Top of Material provided
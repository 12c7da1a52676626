//! Field metadata.

use serde::{Deserialize, Serialize};
use serde_json::Value;

/// Describes one field of a collection's schema.
#[derive(Debug, Clone, PartialEq, Serialize, Deserialize)]
pub struct FieldData {
    /// Field name.
    pub name: String,

    /// Field kind, as the backend names it (`text`, `number`, `boolean`, ...).
    #[serde(rename = "type")]
    pub field_type: String,

    /// Whether the field has per-locale values.
    #[serde(default)]
    pub localize: bool,

    /// Open per-field configuration. Backends send either a list or an object.
    #[serde(default)]
    pub options: Value,
}

impl FieldData {
    /// Create a non-localized field with no options.
    pub fn new(name: impl Into<String>, field_type: impl Into<String>) -> Self {
        Self {
            name: name.into(),
            field_type: field_type.into(),
            localize: false,
            options: Value::Null,
        }
    }

    /// Returns the JSON kind of a value, as used for derived field types.
    pub fn kind_of(value: &Value) -> &'static str {
        match value {
            Value::Null => "null",
            Value::Bool(_) => "boolean",
            Value::Number(_) => "number",
            Value::String(_) => "string",
            Value::Array(_) => "array",
            Value::Object(_) => "object",
        }
    }
}

#[cfg(test)]
mod tests {
    use super::*;
    use serde_json::json;

    #[test]
    fn deserializes_with_defaults() {
        let field: FieldData = serde_json::from_value(json!({
            "name": "title",
            "type": "text"
        }))
        .unwrap();

        assert_eq!(field, FieldData::new("title", "text"));
    }

    #[test]
    fn serializes_type_key() {
        let value = serde_json::to_value(FieldData::new("v", "number")).unwrap();
        assert_eq!(value["type"], "number");
        assert!(value.get("field_type").is_none());
    }

    #[test]
    fn json_kinds() {
        assert_eq!(FieldData::kind_of(&json!(1.5)), "number");
        assert_eq!(FieldData::kind_of(&json!([1])), "array");
        assert_eq!(FieldData::kind_of(&json!({"a": 1})), "object");
    }
}
//! Error types for storez.
//!
//! This module provides a unified error type with explicit variants for
//! transport, protocol, decoding, configuration and input validation errors.

use std::fmt;
use thiserror::Error;

/// The unified error type for storez operations.
///
/// Backends convert transport and decode failures into failed
/// [`RetrievalResult`](crate::RetrievalResult)s at the `fetch` boundary;
/// this type is what callers see everywhere else.
#[derive(Debug, Error)]
pub enum Error {
    /// Network transport errors (connection, timeout, generic HTTP).
    #[error("transport error: {0}")]
    Transport(#[from] TransportError),

    /// The backend answered with a non-success status.
    #[error("protocol error: {0}")]
    Protocol(#[from] ProtocolError),

    /// A response body or entry could not be decoded.
    #[error("decode error: {0}")]
    Decode(#[from] DecodeError),

    /// Store configuration errors (unknown adapter, missing option).
    #[error("configuration error: {0}")]
    Config(#[from] ConfigError),

    /// Input validation errors (base URL, query expression, entry patch).
    #[error("invalid input: {0}")]
    InvalidInput(#[from] InvalidInputError),

    /// A fetch reported failure; surfaced by `fetch_entries`.
    #[error("fetch of collection '{collection}' failed: {message}")]
    Fetch { collection: String, message: String },

    /// A collection name was requested again with a different item type.
    #[error("collection '{name}' is already registered with item type {expected}")]
    CollectionType { name: String, expected: String },
}

/// Transport-level errors.
#[derive(Debug, Error)]
pub enum TransportError {
    /// Network connection failed.
    #[error("connection failed: {message}")]
    Connection { message: String },

    /// Request timed out.
    #[error("request timed out")]
    Timeout,

    /// Generic HTTP error.
    #[error("HTTP error: {message}")]
    Http { message: String },
}

/// Protocol-level errors from backend responses.
#[derive(Debug)]
pub struct ProtocolError {
    /// HTTP status code.
    pub status: u16,
    /// Error message from the server, if it sent one.
    pub message: Option<String>,
}

impl fmt::Display for ProtocolError {
    fn fmt(&self, f: &mut fmt::Formatter<'_>) -> fmt::Result {
        write!(f, "HTTP {}", self.status)?;
        if let Some(ref message) = self.message {
            write!(f, ": {}", message)?;
        }
        Ok(())
    }
}

impl std::error::Error for ProtocolError {}

impl ProtocolError {
    /// Create a new protocol error.
    pub fn new(status: u16, message: Option<String>) -> Self {
        Self { status, message }
    }

    /// Check if the backend rejected our credentials.
    pub fn is_auth_error(&self) -> bool {
        self.status == 401 || self.status == 403
    }
}

/// Decoding errors.
#[derive(Debug, Error)]
pub enum DecodeError {
    /// The response body was not the expected JSON shape.
    #[error("invalid response body: {message}")]
    Body { message: String },

    /// An entry did not decode as the collection's item type.
    #[error("entry {index} does not match the item type: {message}")]
    Entry { index: usize, message: String },
}

/// Configuration errors raised while building a store.
#[derive(Debug, Error)]
pub enum ConfigError {
    /// No backend is registered under this name.
    #[error("unknown adapter '{name}'")]
    UnknownAdapter { name: String },

    /// A required option is absent.
    #[error("adapter '{adapter}' requires option '{key}'")]
    MissingOption { adapter: String, key: String },

    /// The store URI has no scheme to derive an adapter from.
    #[error("invalid store URI '{value}': {reason}")]
    InvalidUri { value: String, reason: String },
}

/// Input validation errors.
#[derive(Debug, Error)]
pub enum InvalidInputError {
    /// Invalid API base URL.
    #[error("invalid base URL '{value}': {reason}")]
    BaseUrl { value: String, reason: String },

    /// Invalid query expression.
    #[error("invalid query: {reason}")]
    Query { reason: String },

    /// An entry or patch that cannot be stored.
    #[error("invalid entry '{key}': {reason}")]
    Entry { key: String, reason: String },

    /// Generic invalid input.
    #[error("invalid input: {message}")]
    Other { message: String },
}

impl InvalidInputError {
    pub(crate) fn query(reason: impl Into<String>) -> Self {
        InvalidInputError::Query {
            reason: reason.into(),
        }
    }
}
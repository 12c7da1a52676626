//! Query expression parser.

use serde_json::{Map, Value};

use crate::error::InvalidInputError;

/// Parsed predicate tree.
#[derive(Debug, Clone, PartialEq)]
pub(crate) enum Node {
    And(Vec<Node>),
    Or(Vec<Node>),
    Nor(Vec<Node>),
    Field {
        path: Vec<String>,
        conditions: Vec<Condition>,
    },
}

/// A test applied to the value found at a field path.
#[derive(Debug, Clone, PartialEq)]
pub(crate) enum Condition {
    Eq(Value),
    Ne(Value),
    Gt(Value),
    Gte(Value),
    Lt(Value),
    Lte(Value),
    In(Vec<Value>),
    Nin(Vec<Value>),
    Exists(bool),
    Size(usize),
    Not(Vec<Condition>),
}

pub(crate) fn parse_document(value: &Value) -> Result<Node, InvalidInputError> {
    let map = value
        .as_object()
        .ok_or_else(|| InvalidInputError::query("expression must be a JSON object"))?;

    let mut nodes = Vec::with_capacity(map.len());
    for (key, operand) in map {
        if let Some(op) = key.strip_prefix('$') {
            nodes.push(parse_logical(op, operand)?);
        } else {
            nodes.push(parse_field(key, operand)?);
        }
    }

    Ok(Node::And(nodes))
}

fn parse_logical(op: &str, operand: &Value) -> Result<Node, InvalidInputError> {
    let items = operand
        .as_array()
        .ok_or_else(|| InvalidInputError::query(format!("${} expects an array", op)))?;

    if items.is_empty() {
        return Err(InvalidInputError::query(format!(
            "${} expects a non-empty array",
            op
        )));
    }

    let children = items
        .iter()
        .map(parse_document)
        .collect::<Result<Vec<_>, _>>()?;

    match op {
        "and" => Ok(Node::And(children)),
        "or" => Ok(Node::Or(children)),
        "nor" => Ok(Node::Nor(children)),
        other => Err(InvalidInputError::query(format!(
            "unknown top-level operator ${}",
            other
        ))),
    }
}

fn parse_field(key: &str, operand: &Value) -> Result<Node, InvalidInputError> {
    if key.is_empty() || key.split('.').any(str::is_empty) {
        return Err(InvalidInputError::query(format!(
            "invalid field path '{}'",
            key
        )));
    }

    let path = key.split('.').map(str::to_string).collect();
    let conditions = match operand {
        Value::Object(map) if is_operator_map(map)? => parse_conditions(key, map)?,
        literal => vec![Condition::Eq(literal.clone())],
    };

    Ok(Node::Field { path, conditions })
}

/// An object operand is either all operators or a plain literal.
fn is_operator_map(map: &Map<String, Value>) -> Result<bool, InvalidInputError> {
    let operators = map.keys().filter(|k| k.starts_with('$')).count();
    if operators == 0 {
        return Ok(false);
    }
    if operators != map.len() {
        return Err(InvalidInputError::query(
            "cannot mix operators and literal fields in one object",
        ));
    }
    Ok(true)
}

fn parse_conditions(
    field: &str,
    map: &Map<String, Value>,
) -> Result<Vec<Condition>, InvalidInputError> {
    map.iter()
        .map(|(op, operand)| parse_condition(field, op, operand))
        .collect()
}

fn parse_condition(field: &str, op: &str, operand: &Value) -> Result<Condition, InvalidInputError> {
    let condition = match op {
        "$eq" => Condition::Eq(operand.clone()),
        "$ne" => Condition::Ne(operand.clone()),
        "$gt" => Condition::Gt(operand.clone()),
        "$gte" => Condition::Gte(operand.clone()),
        "$lt" => Condition::Lt(operand.clone()),
        "$lte" => Condition::Lte(operand.clone()),
        "$in" => Condition::In(list_operand(field, op, operand)?),
        "$nin" => Condition::Nin(list_operand(field, op, operand)?),
        "$exists" => match operand {
            Value::Bool(b) => Condition::Exists(*b),
            _ => {
                return Err(InvalidInputError::query(format!(
                    "$exists on '{}' expects a boolean",
                    field
                )));
            }
        },
        "$size" => match operand.as_u64().and_then(|n| usize::try_from(n).ok()) {
            Some(n) => Condition::Size(n),
            None => {
                return Err(InvalidInputError::query(format!(
                    "$size on '{}' expects a non-negative integer",
                    field
                )));
            }
        },
        "$not" => match operand {
            Value::Object(map) if is_operator_map(map)? => {
                Condition::Not(parse_conditions(field, map)?)
            }
            literal => Condition::Not(vec![Condition::Eq(literal.clone())]),
        },
        other => {
            return Err(InvalidInputError::query(format!(
                "unknown operator {} on '{}'",
                other, field
            )));
        }
    };

    Ok(condition)
}

fn list_operand(field: &str, op: &str, operand: &Value) -> Result<Vec<Value>, InvalidInputError> {
    operand.as_array().cloned().ok_or_else(|| {
        InvalidInputError::query(format!("{} on '{}' expects an array", op, field))
    })
}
Bottom of Material provided
- _What to work on_
Begin at the line that has "A fetch reported" in the entries above; stop after the line that has "different item type.". Transcribe exactly those lines and no others.

- _Reply to the exercise_
    /// A fetch reported failure; surfaced by `fetch_entries`.
    #[error("fetch of collection '{collection}' failed: {message}")]
    Fetch { collection: String, message: String },

    /// A collection name was requested again with a different item type.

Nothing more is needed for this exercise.